Donatien Grau es mi joven compañero.
Primero, por cuestión de tiempo (tiene la mitad de mi edad). Pero también en el sentido (colega y amigo) que los antiguos de la Rue d'Ulm solían dar a la expresión.
Es el único egresado de la Escuela Normal que, según mi conocimiento, ha defendido, después de obtener la admisión, una tesis en numismática (La Memoria numismática del Imperio romano, Les Belles Lettres), y el único en haber escrito, al año siguiente, un libro íntegramente en latín (De Civitate Angelorum, ediciones Yvon Lambert).
Ahora publica una obra que durante mucho tiempo soñé con escribir: una autobiografía a través de los otros. Un autorretrato hecho de los retratos de algunos contemporáneos que han sido significativos en su existencia y que cuentan esa vida más que sus extravagancias o logros destacados.
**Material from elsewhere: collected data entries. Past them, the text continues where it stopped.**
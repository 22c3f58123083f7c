//! # colloquy-checkpoint - State Persistence for Dialogue Sessions
//!
//! **Trait-based checkpoint abstractions and implementations** for persisting and
//! restoring per-session dialogue state. Checkpointing is what lets a multi-turn
//! conversation survive process restarts: the scheduler reads one checkpoint at
//! the start of a turn and writes one at the end, and the next turn reconstructs
//! everything from that snapshot.
//!
//! ## Core Concepts
//!
//! ### 1. CheckpointSaver Trait
//!
//! The [`CheckpointSaver`] trait defines the interface for persistence backends.
//! Implementors provide:
//!
//! - **`load()`** - Fetch the checkpoint payload for a session
//! - **`save()`** - Replace the checkpoint payload for a session
//! - **`delete()`** - Drop a session entirely
//! - **`list_sessions()`** - Enumerate known sessions
//!
//! Backends store opaque bytes and never interpret them.
//!
//! ### 2. Envelope Codecs
//!
//! Payloads are produced by a [`CheckpointCodec`], which wraps the serialized
//! state in a small self-describing envelope (magic, layout version, format
//! tag). A payload written with a different codec, truncated on disk, or
//! produced by a newer release is reported as the specific
//! [`CheckpointError`] it is - not as generic deserialization noise - which
//! is what lets the engine distinguish "new session" from "corrupt session".
//! [`JsonCodec`] is the default; [`BincodeCodec`] is the compact option.
//!
//! ### 3. Provided Backends
//!
//! - [`InMemoryCheckpointSaver`] - Reference implementation for tests and
//!   development; nothing survives a restart
//! - [`FileCheckpointSaver`] - One file per session with atomic replace;
//!   the default durable backend for CLI deployments
//!
//! For production, implement [`CheckpointSaver`] over your preferred store
//! (PostgreSQL, SQLite, Redis, S3, ...).
//!
//! ## Quick Start
//!
//! ```rust
//! use colloquy_checkpoint::{
//!     CheckpointCodec, CheckpointSaver, InMemoryCheckpointSaver, JsonCodec,
//! };
//!
//! # #[derive(serde::Serialize, serde::Deserialize, PartialEq, Debug)]
//! # struct DialogueState { turn_count: u64 }
//! # #[tokio::main]
//! # async fn main() -> colloquy_checkpoint::Result<()> {
//! let saver = InMemoryCheckpointSaver::new();
//! let codec = JsonCodec::new();
//!
//! let state = DialogueState { turn_count: 3 };
//! saver.save("user-42", codec.encode(&state)?).await?;
//!
//! let payload = saver.load("user-42").await?.expect("just saved");
//! let restored: DialogueState = codec.decode(&payload)?;
//! assert_eq!(restored, state);
//! # Ok(())
//! # }
//! ```

pub mod codec;
pub mod error;
pub mod file;
pub mod memory;
pub mod traits;

pub use codec::{
    BincodeCodec, CheckpointCodec, CheckpointFormat, JsonCodec, CHECKPOINT_MAGIC, ENVELOPE_VERSION,
};
pub use error::{CheckpointError, Result};
pub use file::FileCheckpointSaver;
pub use memory::InMemoryCheckpointSaver;
pub use traits::CheckpointSaver;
Hay artistas plásticos. Escritores. Un filósofo que se me parece. Un curador. Un creador de moda que creía, como Cocteau y Morand, que los vestidos eran textos. Otro novelista, ocupado en tender puentes entre vidas digitales y libros antiguos.
El problema es que Grau, quien no teme a los códigos crípticos, no da los nombres. Así que uno se ve obligado a recorrer esta galería como si fueran Carácteres escritos por un La Bruyère que cree en la poesía y las ideas.
O como un Cuadro de costumbres de esta época firmado por un cronista generoso y enemigo de las pasiones tristes.
O como una ficción (lo cual encaja bien, ya que el libro se publica, en Seuil, en la legendaria colección "Ficción & Compañía").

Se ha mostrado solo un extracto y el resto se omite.